Information:
Segment Open

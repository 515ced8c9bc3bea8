use std::collections::BTreeMap;
use std::sync::{Mutex, MutexGuard};
use std::time::SystemTime;

use crate::{
    ApiKey, CoreError, KeyId, KeyRepository, Link, LinkId, LinkRepository, LinkVisit, ShortToken,
};

#[derive(Default)]
struct State {
    keys: BTreeMap<KeyId, ApiKey>,
    links: BTreeMap<LinkId, Link>,
    visits: Vec<LinkVisit>,
}

impl State {
    fn token_in_use(&self, token: &ShortToken, except: Option<LinkId>) -> bool {
        self.links
            .values()
            .any(|l| &l.shortened == token && Some(l.id) != except)
    }

    fn key_clash(&self, key: &ApiKey) -> bool {
        self.keys
            .values()
            .any(|k| k.id != key.id && (k.key == key.key || k.name == key.name))
    }
}

/// In-memory store implementing both repository ports. One mutex guards all
/// state, so multi-row operations are atomic.
pub struct InMemoryRepo {
    inner: Mutex<State>,
}

impl InMemoryRepo {
    pub fn new() -> Self {
        Self {
            inner: Mutex::new(State::default()),
        }
    }

    fn state(&self) -> Result<MutexGuard<'_, State>, CoreError> {
        self.inner
            .lock()
            .map_err(|_| CoreError::Repository("mutex poisoned".into()))
    }
}

impl Default for InMemoryRepo {
    fn default() -> Self {
        Self::new()
    }
}

impl KeyRepository for InMemoryRepo {
    fn find_by_key(&self, key: &str) -> Result<Option<ApiKey>, CoreError> {
        Ok(self.state()?.keys.values().find(|k| k.key == key).cloned())
    }

    fn find_by_name(&self, name: &str) -> Result<Option<ApiKey>, CoreError> {
        Ok(self.state()?.keys.values().find(|k| k.name == name).cloned())
    }

    fn find_by_id(&self, id: KeyId) -> Result<Option<ApiKey>, CoreError> {
        Ok(self.state()?.keys.get(&id).cloned())
    }

    fn list_keys(&self) -> Result<Vec<ApiKey>, CoreError> {
        let mut keys: Vec<ApiKey> = self.state()?.keys.values().cloned().collect();
        keys.sort_by_key(|k| k.created_at);
        Ok(keys)
    }

    fn insert_key(&self, key: ApiKey) -> Result<(), CoreError> {
        let mut st = self.state()?;
        if st.keys.contains_key(&key.id) || st.key_clash(&key) {
            return Err(CoreError::AlreadyExists);
        }
        st.keys.insert(key.id, key);
        Ok(())
    }

    fn update_key(&self, key: &ApiKey) -> Result<(), CoreError> {
        let mut st = self.state()?;
        if !st.keys.contains_key(&key.id) {
            return Err(CoreError::NotFound);
        }
        if st.key_clash(key) {
            return Err(CoreError::AlreadyExists);
        }
        st.keys.insert(key.id, key.clone());
        Ok(())
    }

    fn delete_key(&self, id: KeyId) -> Result<(), CoreError> {
        match self.state()?.keys.remove(&id) {
            Some(_) => Ok(()),
            None => Err(CoreError::NotFound),
        }
    }

    fn touch_key(&self, id: KeyId, at: SystemTime) -> Result<(), CoreError> {
        match self.state()?.keys.get_mut(&id) {
            Some(k) => {
                k.last_used_at = Some(at);
                Ok(())
            }
            None => Err(CoreError::NotFound),
        }
    }
}

impl LinkRepository for InMemoryRepo {
    fn get(&self, shortened: &ShortToken) -> Result<Option<Link>, CoreError> {
        Ok(self
            .state()?
            .links
            .values()
            .find(|l| &l.shortened == shortened)
            .cloned())
    }

    fn get_active(&self, shortened: &ShortToken) -> Result<Option<Link>, CoreError> {
        Ok(self
            .state()?
            .links
            .values()
            .find(|l| l.is_active && &l.shortened == shortened)
            .cloned())
    }

    fn insert(&self, link: Link) -> Result<(), CoreError> {
        let mut st = self.state()?;
        if st.links.contains_key(&link.id) || st.token_in_use(&link.shortened, None) {
            return Err(CoreError::AlreadyExists);
        }
        st.links.insert(link.id, link);
        Ok(())
    }

    fn update(&self, current: &ShortToken, link: &Link) -> Result<(), CoreError> {
        let mut st = self.state()?;
        match st.links.get(&link.id) {
            Some(stored) if &stored.shortened == current => {}
            _ => return Err(CoreError::NotFound),
        }
        if st.token_in_use(&link.shortened, Some(link.id)) {
            return Err(CoreError::AlreadyExists);
        }
        st.links.insert(link.id, link.clone());
        Ok(())
    }

    fn delete(&self, id: LinkId) -> Result<(), CoreError> {
        match self.state()?.links.remove(&id) {
            Some(_) => Ok(()),
            None => Err(CoreError::NotFound),
        }
    }

    fn list_all(&self) -> Result<Vec<Link>, CoreError> {
        let mut links: Vec<Link> = self.state()?.links.values().cloned().collect();
        links.sort_by_key(|l| l.created_at);
        Ok(links)
    }

    fn list_by_owner(&self, owner: KeyId) -> Result<Vec<Link>, CoreError> {
        Ok(self
            .list_all()?
            .into_iter()
            .filter(|l| l.created_by == owner)
            .collect())
    }

    fn record_visit(&self, visit: LinkVisit) -> Result<(), CoreError> {
        let mut st = self.state()?;
        let link = st.links.get_mut(&visit.link_id).ok_or(CoreError::NotFound)?;
        link.visits += 1;
        link.last_visited_at = Some(visit.visited_at);
        st.visits.push(visit);
        Ok(())
    }

    fn list_visits(&self, link_id: LinkId) -> Result<Vec<LinkVisit>, CoreError> {
        Ok(self
            .state()?
            .visits
            .iter()
            .filter(|v| v.link_id == link_id)
            .cloned()
            .collect())
    }

    fn sweep_expired(
        &self,
        now: SystemTime,
        stale_before: SystemTime,
        prefix: &str,
    ) -> Result<usize, CoreError> {
        let mut st = self.state()?;
        let mut swept = 0;
        for link in st.links.values_mut() {
            if !link.is_sweepable(now, stale_before) {
                continue;
            }
            link.shortened = ShortToken::new(format!("{prefix}{}", link.id))?;
            link.is_active = false;
            link.updated_at = now;
            swept += 1;
        }
        Ok(swept)
    }
}

#[cfg(test)]
mod tests {
    use super::*;
    use std::time::Duration;
    use uuid::Uuid;

    fn key(name: &str, secret: &str) -> ApiKey {
        ApiKey {
            id: Uuid::new_v4(),
            key: secret.into(),
            name: name.into(),
            is_admin: false,
            is_active: true,
            created_at: SystemTime::UNIX_EPOCH,
            updated_at: SystemTime::UNIX_EPOCH,
            last_used_at: None,
        }
    }

    fn link(token: &str) -> Link {
        Link::new(
            ShortToken::new(token).unwrap(),
            "https://example.com/".into(),
            None,
            Uuid::new_v4(),
            SystemTime::UNIX_EPOCH,
        )
    }

    #[test]
    fn key_uniqueness_on_secret_and_name() {
        let repo = InMemoryRepo::new();
        repo.insert_key(key("a", "s1")).unwrap();
        assert!(matches!(repo.insert_key(key("a", "s2")), Err(CoreError::AlreadyExists)));
        assert!(matches!(repo.insert_key(key("b", "s1")), Err(CoreError::AlreadyExists)));

        let mut b = key("b", "s2");
        repo.insert_key(b.clone()).unwrap();
        b.name = "a".into();
        assert!(matches!(repo.update_key(&b), Err(CoreError::AlreadyExists)));
    }

    #[test]
    fn token_uniqueness_and_active_lookup() {
        let repo = InMemoryRepo::new();
        let mut l = link("abc");
        repo.insert(l.clone()).unwrap();
        assert!(matches!(repo.insert(link("abc")), Err(CoreError::AlreadyExists)));

        l.is_active = false;
        repo.update(&l.shortened, &l).unwrap();
        assert!(repo.get(&l.shortened).unwrap().is_some());
        assert!(repo.get_active(&l.shortened).unwrap().is_none());
    }

    #[test]
    fn record_visit_bumps_counter() {
        let repo = InMemoryRepo::new();
        let l = link("v");
        repo.insert(l.clone()).unwrap();
        let at = SystemTime::UNIX_EPOCH + Duration::from_secs(42);
        for _ in 0..3 {
            repo.record_visit(LinkVisit {
                id: Uuid::new_v4(),
                link_id: l.id,
                visited_at: at,
                user_agent: None,
                ip_address: None,
                referrer: None,
            })
            .unwrap();
        }
        let stored = repo.get(&l.shortened).unwrap().unwrap();
        assert_eq!(stored.visits, 3);
        assert_eq!(stored.last_visited_at, Some(at));
        assert_eq!(repo.list_visits(l.id).unwrap().len(), 3);
    }

    #[test]
    fn delete_leaves_visits_behind() {
        let repo = InMemoryRepo::new();
        let l = link("d");
        repo.insert(l.clone()).unwrap();
        repo.record_visit(LinkVisit {
            id: Uuid::new_v4(),
            link_id: l.id,
            visited_at: SystemTime::UNIX_EPOCH,
            user_agent: None,
            ip_address: None,
            referrer: None,
        })
        .unwrap();
        repo.delete(l.id).unwrap();
        assert!(repo.get(&l.shortened).unwrap().is_none());
        assert_eq!(repo.list_visits(l.id).unwrap().len(), 1);
        assert!(matches!(repo.delete(l.id), Err(CoreError::NotFound)));
    }
}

Segment Closed

What the task asks: Copy out each line of the entries where the word "false" is found.

Written response:
            link.is_active = false;
            is_admin: false,
        l.is_active = false;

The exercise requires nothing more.